El Programa Británico de Uganda fue una propuesta de refugio territorial para los judíos planteada al inicio del siglo XX: consistía en ofrecerles un trozo de África Oriental bajo control británico para que establecieran allí un asentamiento nacional o, al menos, un refugio temporal. La iniciativa surgió como respuesta urgente a las persecuciones y pogromos que sufrían los judíos del Imperio ruso y otras zonas de Rusia y Europa oriental, y fue presentada como una solución práctica para salvar vidas.
Contexto y motivo
A comienzos de siglo, el movimiento sionista dirigido por figuras como Theodor Herzl se debatía entre el ideal de establecer un hogar nacional en Palestina y la necesidad inmediata de rescatar a víctimas de la violencia antisemita. La propuesta británica se ofreció en este clima de urgencia: el gobierno británico consideró que facilitar un asentamiento judío en sus protectorados podría servir tanto a los intereses imperiales como a la causa humanitaria.
La oferta y el debate
La oferta la hizo por primera vez el secretario colonial Joseph Chamberlain a la delegación sionista de Theodor Herzl en 1903. Chamberlain propuso ceder una extensión de la meseta de Mau —frecuentemente descrita en la prensa de la época como “Uganda”, aunque el territorio ofrecido estaba dentro del Protectorado de África Oriental británica, en lo que hoy es Kenia—. La cifra ofrecida se mencionó en distintos términos; Herzl, en su argumentación, hablaba de un área considerable que permitiera el asentamiento de un importante número de refugiados.
Herzl defendió la idea como un remedio temporal para salvar vidas y subrayó que aceptar un territorio alternativo no implicaba renunciar al objetivo de establecerse en Palestina en el futuro. Sin embargo, muchos sionistas —especialmente los representantes rusos y del este de Europa— se opusieron con vehemencia, considerando que aceptar otra tierra equivaldría a abandonar el principio central del sionismo: el retorno a Sion (Palestina).
Decisión en el VI Congreso Sionista
La cuestión fue discutida públicamente durante el VI Congreso Sionista celebrado en 1903 en Basilea. El congreso votó la propuesta de investigar la oferta: la moción para explorar la posibilidad fue aprobada por 295 votos a favor y 177 en contra. Esa votación reflejó la división interna: aunque hubo un respaldo significativo, la oposición fue también numerosa y apasionada.
Comisión exploradora y desenlace
Tras la aprobación, se envió una comisión exploradora a la región para evaluar su idoneidad. La misión encontró dificultades serias: clima variable, problemas sanitarios (enfermedades tropicales), condiciones agrícolas inciertas y la presencia de comunidades indígenas con derechos sobre la tierra. Además, políticamente la idea no satisfacía a la mayoría de los sionistas que insistían en la prioridad de Palestina.

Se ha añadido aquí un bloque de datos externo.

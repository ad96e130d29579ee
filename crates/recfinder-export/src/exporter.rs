//! Incremental CSV export.
//!
//! Each call to [`IncrementalExporter::append_records`] opens the output in
//! append mode, writes, flushes and drops the handle. A run that dies
//! midway leaves every batch written so far intact on disk.

use std::fs::{self, File, OpenOptions};
use std::io::{Read, Seek, SeekFrom, Write};
use std::path::{Path, PathBuf};

use csv::WriterBuilder;
use tracing::{debug, info, warn};

use recfinder_models::{ConversationId, ExportProfile, RecordingRecord};

use crate::error::ExportResult;

/// Appends recording rows to a CSV file, writing the header exactly once.
#[derive(Debug, Clone)]
pub struct IncrementalExporter {
    path: PathBuf,
    profile: ExportProfile,
}

impl IncrementalExporter {
    pub fn new(path: impl Into<PathBuf>, profile: ExportProfile) -> Self {
        Self {
            path: path.into(),
            profile,
        }
    }

    pub fn path(&self) -> &Path {
        &self.path
    }

    pub fn profile(&self) -> ExportProfile {
        self.profile
    }

    /// Whether the next append has to start with a header row.
    fn needs_header(&self) -> bool {
        fs::metadata(&self.path).map(|m| m.len() == 0).unwrap_or(true)
    }

    /// Whether a non-empty file ends mid-row, as left by an interrupted
    /// write.
    fn ends_without_newline(&self) -> ExportResult<bool> {
        let mut file = File::open(&self.path)?;
        if file.metadata()?.len() == 0 {
            return Ok(false);
        }
        file.seek(SeekFrom::End(-1))?;
        let mut last = [0u8; 1];
        file.read_exact(&mut last)?;
        Ok(last[0] != b'\n')
    }

    /// Append one row per record, in order. Returns the number of rows
    /// written.
    ///
    /// A new or empty file receives the header first, even when `records`
    /// is empty.
    pub fn append_records(
        &self,
        conversation_id: &ConversationId,
        records: &[RecordingRecord],
    ) -> ExportResult<usize> {
        let write_header = self.needs_header();
        let repair_newline = !write_header && self.ends_without_newline()?;

        let mut file = OpenOptions::new()
            .create(true)
            .append(true)
            .open(&self.path)?;
        if repair_newline {
            warn!(path = %self.path.display(), "Output ends mid-row, terminating it before appending");
            file.write_all(b"\n")?;
        }
        let mut writer = WriterBuilder::new().has_headers(false).from_writer(file);

        if write_header {
            debug!(path = %self.path.display(), profile = %self.profile, "Writing CSV header");
            writer.write_record(self.profile.header())?;
        }

        for record in records {
            writer.write_record(self.profile.row(record))?;
        }
        writer.flush()?;

        if !records.is_empty() {
            info!(
                conversation_id = %conversation_id,
                rows = records.len(),
                path = %self.path.display(),
                "Appended recordings"
            );
        }

        Ok(records.len())
    }
}
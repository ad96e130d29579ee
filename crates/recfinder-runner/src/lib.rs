//! Recording export runner.
//!
//! Wires the API client to the CSV exporter for the two retrieval modes
//! (date range and identifier list) and hosts the logging and CLI setup
//! used by the `recfinder` binary.

pub mod cli;
pub mod config;
pub mod error;
pub mod id_export;
pub mod logging;
pub mod lookup;
pub mod range_export;

pub use cli::{Cli, Command};
pub use config::RunnerConfig;
pub use error::{RunnerError, RunnerResult};
pub use id_export::{export_identifiers, IdExportSummary};
pub use logging::{init_tracing, RunLogger};
pub use range_export::{export_time_range, RangeExportSummary};
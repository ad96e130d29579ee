//! Export error types.

use std::path::PathBuf;

use thiserror::Error;

/// Result type for export and input operations.
pub type ExportResult<T> = Result<T, ExportError>;

/// Errors raised while writing export files or reading identifier files.
#[derive(Debug, Error)]
pub enum ExportError {
    #[error("I/O error: {0}")]
    Io(#[from] std::io::Error),

    #[error("CSV error: {0}")]
    Csv(#[from] csv::Error),

    #[error("Input format error: {0}")]
    InputFormat(String),

    #[error("Unsupported input file: {}", .0.display())]
    UnsupportedInput(PathBuf),

    #[error("Excel error: {0}")]
    Excel(#[from] calamine::Error),
}

impl ExportError {
    pub fn input_format(msg: impl Into<String>) -> Self {
        Self::InputFormat(msg.into())
    }
}

#[cfg(test)]
mod tests {
    use super::*;

    #[test]
    fn test_unsupported_input_names_path() {
        let err = ExportError::UnsupportedInput(PathBuf::from("ids.json"));
        assert_eq!(err.to_string(), "Unsupported input file: ids.json");
    }

    #[test]
    fn test_io_conversion() {
        let err: ExportError = std::io::Error::new(std::io::ErrorKind::NotFound, "gone").into();
        assert!(matches!(err, ExportError::Io(_)));
    }
}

En los años siguientes la polémica continuó y, en el VII Congreso Sionista (1905), la Asamblea, tras recibir el informe de la comisión, rechazó formalmente la aceptación de la oferta y reafirmó el objetivo de concentrar los esfuerzos sionistas en Palestina. El episodio quedó en la historia como una de las crisis internas más significativas del temprano movimiento sionista.
Consecuencias y valoración histórica
- División interna: la propuesta tensó las relaciones entre sionistas pragmáticos y los partidarios del enfoque territorial exclusivo hacia Palestina.
- Imagen internacional: la oferta británica mostró el interés del Imperio por manipular cuestiones demográficas y diplomáticas en sus territorios coloniales, pero también dejó claro que las potencias no podían imponer soluciones sin el respaldo del propio movimiento nacional.
- Legado: el llamado “Programa de Uganda” (o “Uganda Scheme”) se recuerda como un momento en que la prioridad humanitaria y la política nacional se enfrentaron, y como un ejemplo temprano de los dilemas que surgen cuando movimientos nacionales deben decidir entre principios ideológicos y necesidades urgentes.
Aunque la denominación popular alude a Uganda, es importante aclarar que el territorio ofrecido correspondía a zonas de la meseta de Mau en el Protectorado de África Oriental (Kenia). El episodio terminó reforzando la determinación del sionismo político de concentrarse en Palestina como meta central, tras la experiencia de la discusión y la inspección de 1903–1905.